- _YOUR GOAL_: Locate, in the data below, the line that contains "repository 0fb4a625e65ddf71" and the line that contains "use phf::phf_map;"; reproduce exactly those two lines and every line between them, nothing more.

====== TASK DATA ======

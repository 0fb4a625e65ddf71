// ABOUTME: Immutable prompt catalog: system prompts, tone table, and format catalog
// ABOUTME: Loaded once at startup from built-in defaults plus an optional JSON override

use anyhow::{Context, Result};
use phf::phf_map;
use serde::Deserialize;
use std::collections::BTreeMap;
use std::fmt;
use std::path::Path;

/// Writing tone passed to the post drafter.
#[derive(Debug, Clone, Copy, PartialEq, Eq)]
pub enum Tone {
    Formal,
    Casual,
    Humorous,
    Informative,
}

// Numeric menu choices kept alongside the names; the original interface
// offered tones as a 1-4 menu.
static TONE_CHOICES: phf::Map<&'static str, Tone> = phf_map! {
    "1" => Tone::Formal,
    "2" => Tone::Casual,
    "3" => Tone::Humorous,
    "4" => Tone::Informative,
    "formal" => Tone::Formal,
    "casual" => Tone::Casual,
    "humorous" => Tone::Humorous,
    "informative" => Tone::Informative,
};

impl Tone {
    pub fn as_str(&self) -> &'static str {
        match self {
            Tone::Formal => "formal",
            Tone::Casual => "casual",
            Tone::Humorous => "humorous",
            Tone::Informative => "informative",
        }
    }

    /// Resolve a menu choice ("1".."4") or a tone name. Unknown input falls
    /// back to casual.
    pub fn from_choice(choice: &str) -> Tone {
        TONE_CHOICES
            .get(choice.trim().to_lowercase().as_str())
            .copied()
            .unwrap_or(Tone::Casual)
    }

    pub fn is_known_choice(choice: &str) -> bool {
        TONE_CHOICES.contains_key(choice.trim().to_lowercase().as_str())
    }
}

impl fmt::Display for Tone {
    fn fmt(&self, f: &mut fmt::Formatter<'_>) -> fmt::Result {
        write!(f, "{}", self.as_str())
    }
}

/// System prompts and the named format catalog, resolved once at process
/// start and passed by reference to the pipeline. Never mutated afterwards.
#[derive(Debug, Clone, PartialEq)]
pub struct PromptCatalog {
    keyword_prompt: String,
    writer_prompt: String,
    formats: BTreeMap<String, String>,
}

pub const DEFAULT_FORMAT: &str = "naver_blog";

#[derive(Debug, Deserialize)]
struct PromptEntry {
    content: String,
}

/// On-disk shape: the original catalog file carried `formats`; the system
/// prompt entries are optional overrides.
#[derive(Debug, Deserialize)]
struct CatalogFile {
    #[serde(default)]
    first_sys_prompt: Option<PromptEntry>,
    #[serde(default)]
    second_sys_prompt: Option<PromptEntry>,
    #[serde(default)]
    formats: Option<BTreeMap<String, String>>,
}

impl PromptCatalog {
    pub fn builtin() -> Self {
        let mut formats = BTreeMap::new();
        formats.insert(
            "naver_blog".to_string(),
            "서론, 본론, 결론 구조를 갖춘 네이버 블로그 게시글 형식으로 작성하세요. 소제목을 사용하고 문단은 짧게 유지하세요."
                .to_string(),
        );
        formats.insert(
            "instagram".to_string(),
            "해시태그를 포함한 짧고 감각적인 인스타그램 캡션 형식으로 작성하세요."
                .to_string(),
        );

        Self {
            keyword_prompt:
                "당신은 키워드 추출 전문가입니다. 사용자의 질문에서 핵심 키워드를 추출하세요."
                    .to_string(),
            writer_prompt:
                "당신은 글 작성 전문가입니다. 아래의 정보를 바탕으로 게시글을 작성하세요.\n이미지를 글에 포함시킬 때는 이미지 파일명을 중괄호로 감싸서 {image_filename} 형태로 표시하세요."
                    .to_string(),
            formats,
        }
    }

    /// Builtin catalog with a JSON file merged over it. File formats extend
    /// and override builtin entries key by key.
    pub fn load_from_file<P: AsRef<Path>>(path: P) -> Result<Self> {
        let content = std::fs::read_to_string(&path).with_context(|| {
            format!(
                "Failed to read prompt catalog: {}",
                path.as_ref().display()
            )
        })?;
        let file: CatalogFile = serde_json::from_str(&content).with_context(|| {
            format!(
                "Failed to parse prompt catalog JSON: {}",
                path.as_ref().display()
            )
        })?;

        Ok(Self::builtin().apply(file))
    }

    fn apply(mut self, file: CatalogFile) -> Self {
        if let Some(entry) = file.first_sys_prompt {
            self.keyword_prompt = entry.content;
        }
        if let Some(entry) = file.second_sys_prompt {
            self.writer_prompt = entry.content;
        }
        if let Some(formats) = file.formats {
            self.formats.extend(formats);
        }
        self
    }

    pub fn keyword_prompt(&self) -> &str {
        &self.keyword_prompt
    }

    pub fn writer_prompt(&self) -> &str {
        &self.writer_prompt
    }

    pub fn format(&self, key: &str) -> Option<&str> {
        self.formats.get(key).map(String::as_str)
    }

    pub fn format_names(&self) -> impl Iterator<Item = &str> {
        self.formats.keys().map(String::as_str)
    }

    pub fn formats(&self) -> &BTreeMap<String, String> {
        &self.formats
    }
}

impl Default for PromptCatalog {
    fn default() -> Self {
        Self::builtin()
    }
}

======
====== TASK DATA ======

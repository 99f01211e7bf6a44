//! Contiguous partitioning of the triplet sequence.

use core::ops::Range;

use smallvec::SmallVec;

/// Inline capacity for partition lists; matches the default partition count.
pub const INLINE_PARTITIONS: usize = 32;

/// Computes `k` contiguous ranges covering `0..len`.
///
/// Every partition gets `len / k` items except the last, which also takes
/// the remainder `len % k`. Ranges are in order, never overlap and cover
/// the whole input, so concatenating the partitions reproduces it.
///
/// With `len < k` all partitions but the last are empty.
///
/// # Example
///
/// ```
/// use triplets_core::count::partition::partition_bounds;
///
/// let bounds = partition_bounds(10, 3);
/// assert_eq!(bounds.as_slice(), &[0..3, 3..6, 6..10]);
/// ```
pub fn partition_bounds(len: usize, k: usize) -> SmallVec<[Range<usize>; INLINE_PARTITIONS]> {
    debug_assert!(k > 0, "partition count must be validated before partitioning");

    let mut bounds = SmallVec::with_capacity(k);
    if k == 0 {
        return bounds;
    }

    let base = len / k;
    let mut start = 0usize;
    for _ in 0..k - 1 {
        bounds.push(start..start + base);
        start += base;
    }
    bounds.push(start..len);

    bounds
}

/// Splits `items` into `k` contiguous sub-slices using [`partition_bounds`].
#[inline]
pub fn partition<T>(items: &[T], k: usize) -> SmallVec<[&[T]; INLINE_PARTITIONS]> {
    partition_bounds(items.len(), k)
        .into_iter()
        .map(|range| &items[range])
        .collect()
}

======
====== TASK DATA ======

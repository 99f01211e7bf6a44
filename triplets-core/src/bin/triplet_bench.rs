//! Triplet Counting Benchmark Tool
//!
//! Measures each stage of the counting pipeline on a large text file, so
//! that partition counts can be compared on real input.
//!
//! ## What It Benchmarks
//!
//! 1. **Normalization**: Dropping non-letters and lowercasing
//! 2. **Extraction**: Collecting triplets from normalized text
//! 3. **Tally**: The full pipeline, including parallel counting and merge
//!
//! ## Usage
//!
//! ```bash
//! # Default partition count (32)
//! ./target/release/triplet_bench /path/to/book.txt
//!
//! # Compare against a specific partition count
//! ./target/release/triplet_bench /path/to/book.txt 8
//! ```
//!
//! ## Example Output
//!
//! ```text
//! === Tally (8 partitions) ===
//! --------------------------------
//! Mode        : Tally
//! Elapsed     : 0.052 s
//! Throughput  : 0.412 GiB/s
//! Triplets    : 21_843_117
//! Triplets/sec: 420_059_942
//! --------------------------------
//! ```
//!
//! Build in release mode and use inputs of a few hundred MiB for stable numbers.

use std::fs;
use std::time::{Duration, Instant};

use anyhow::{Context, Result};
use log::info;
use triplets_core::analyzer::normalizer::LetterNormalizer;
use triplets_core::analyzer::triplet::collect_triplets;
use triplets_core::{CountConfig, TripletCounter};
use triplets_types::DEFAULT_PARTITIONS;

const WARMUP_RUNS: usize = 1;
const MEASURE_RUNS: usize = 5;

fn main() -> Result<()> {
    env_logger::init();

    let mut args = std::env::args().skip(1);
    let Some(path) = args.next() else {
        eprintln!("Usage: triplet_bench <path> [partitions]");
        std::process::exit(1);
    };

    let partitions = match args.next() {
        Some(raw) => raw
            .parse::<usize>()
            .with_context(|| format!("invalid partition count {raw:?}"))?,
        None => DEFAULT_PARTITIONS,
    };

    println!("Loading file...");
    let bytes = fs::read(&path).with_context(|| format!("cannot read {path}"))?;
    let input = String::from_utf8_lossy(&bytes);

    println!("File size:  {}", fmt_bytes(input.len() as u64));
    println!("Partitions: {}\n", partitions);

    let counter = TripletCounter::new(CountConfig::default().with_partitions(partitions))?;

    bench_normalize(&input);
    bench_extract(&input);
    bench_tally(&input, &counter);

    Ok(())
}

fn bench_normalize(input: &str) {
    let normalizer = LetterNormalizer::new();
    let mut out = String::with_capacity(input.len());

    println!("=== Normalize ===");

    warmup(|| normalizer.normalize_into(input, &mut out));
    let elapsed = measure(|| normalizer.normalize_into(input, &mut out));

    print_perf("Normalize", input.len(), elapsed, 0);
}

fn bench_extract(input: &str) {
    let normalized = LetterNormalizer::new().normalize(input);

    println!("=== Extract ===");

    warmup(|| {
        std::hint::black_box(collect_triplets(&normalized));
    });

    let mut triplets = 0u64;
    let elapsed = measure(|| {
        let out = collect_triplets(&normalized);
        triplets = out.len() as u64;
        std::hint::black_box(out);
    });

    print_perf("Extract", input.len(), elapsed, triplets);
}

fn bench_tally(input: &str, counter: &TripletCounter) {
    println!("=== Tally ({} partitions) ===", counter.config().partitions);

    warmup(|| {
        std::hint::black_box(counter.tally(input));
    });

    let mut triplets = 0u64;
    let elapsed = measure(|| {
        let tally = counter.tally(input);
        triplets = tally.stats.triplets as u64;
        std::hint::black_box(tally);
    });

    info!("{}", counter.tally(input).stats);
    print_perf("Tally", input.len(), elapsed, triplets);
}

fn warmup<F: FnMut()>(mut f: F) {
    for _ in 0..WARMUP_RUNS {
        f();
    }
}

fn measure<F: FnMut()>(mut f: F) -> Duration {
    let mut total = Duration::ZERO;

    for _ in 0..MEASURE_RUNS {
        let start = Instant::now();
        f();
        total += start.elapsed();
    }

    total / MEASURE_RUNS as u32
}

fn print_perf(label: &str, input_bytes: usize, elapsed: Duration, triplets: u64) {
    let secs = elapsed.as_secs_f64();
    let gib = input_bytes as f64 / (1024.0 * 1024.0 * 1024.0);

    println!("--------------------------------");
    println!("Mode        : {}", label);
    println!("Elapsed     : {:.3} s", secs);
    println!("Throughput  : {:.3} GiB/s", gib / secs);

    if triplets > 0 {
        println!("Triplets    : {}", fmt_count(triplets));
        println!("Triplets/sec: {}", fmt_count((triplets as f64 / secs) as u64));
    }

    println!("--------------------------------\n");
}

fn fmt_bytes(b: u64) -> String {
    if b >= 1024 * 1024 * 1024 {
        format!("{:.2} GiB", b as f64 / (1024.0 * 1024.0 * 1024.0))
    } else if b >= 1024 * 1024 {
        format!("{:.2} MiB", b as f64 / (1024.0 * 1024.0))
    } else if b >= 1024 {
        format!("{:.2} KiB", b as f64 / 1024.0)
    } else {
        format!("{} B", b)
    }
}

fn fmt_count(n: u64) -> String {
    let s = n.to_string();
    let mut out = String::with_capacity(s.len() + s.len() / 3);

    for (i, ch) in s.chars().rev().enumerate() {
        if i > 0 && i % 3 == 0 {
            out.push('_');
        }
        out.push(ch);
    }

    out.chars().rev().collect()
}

======

- _EXPECTED ANSWER_:
repository 0fb4a625e65ddf71
// ABOUTME: Immutable prompt catalog: system prompts, tone table, and format catalog
// ABOUTME: Loaded once at startup from built-in defaults plus an optional JSON override

use anyhow::{Context, Result};
use phf::phf_map;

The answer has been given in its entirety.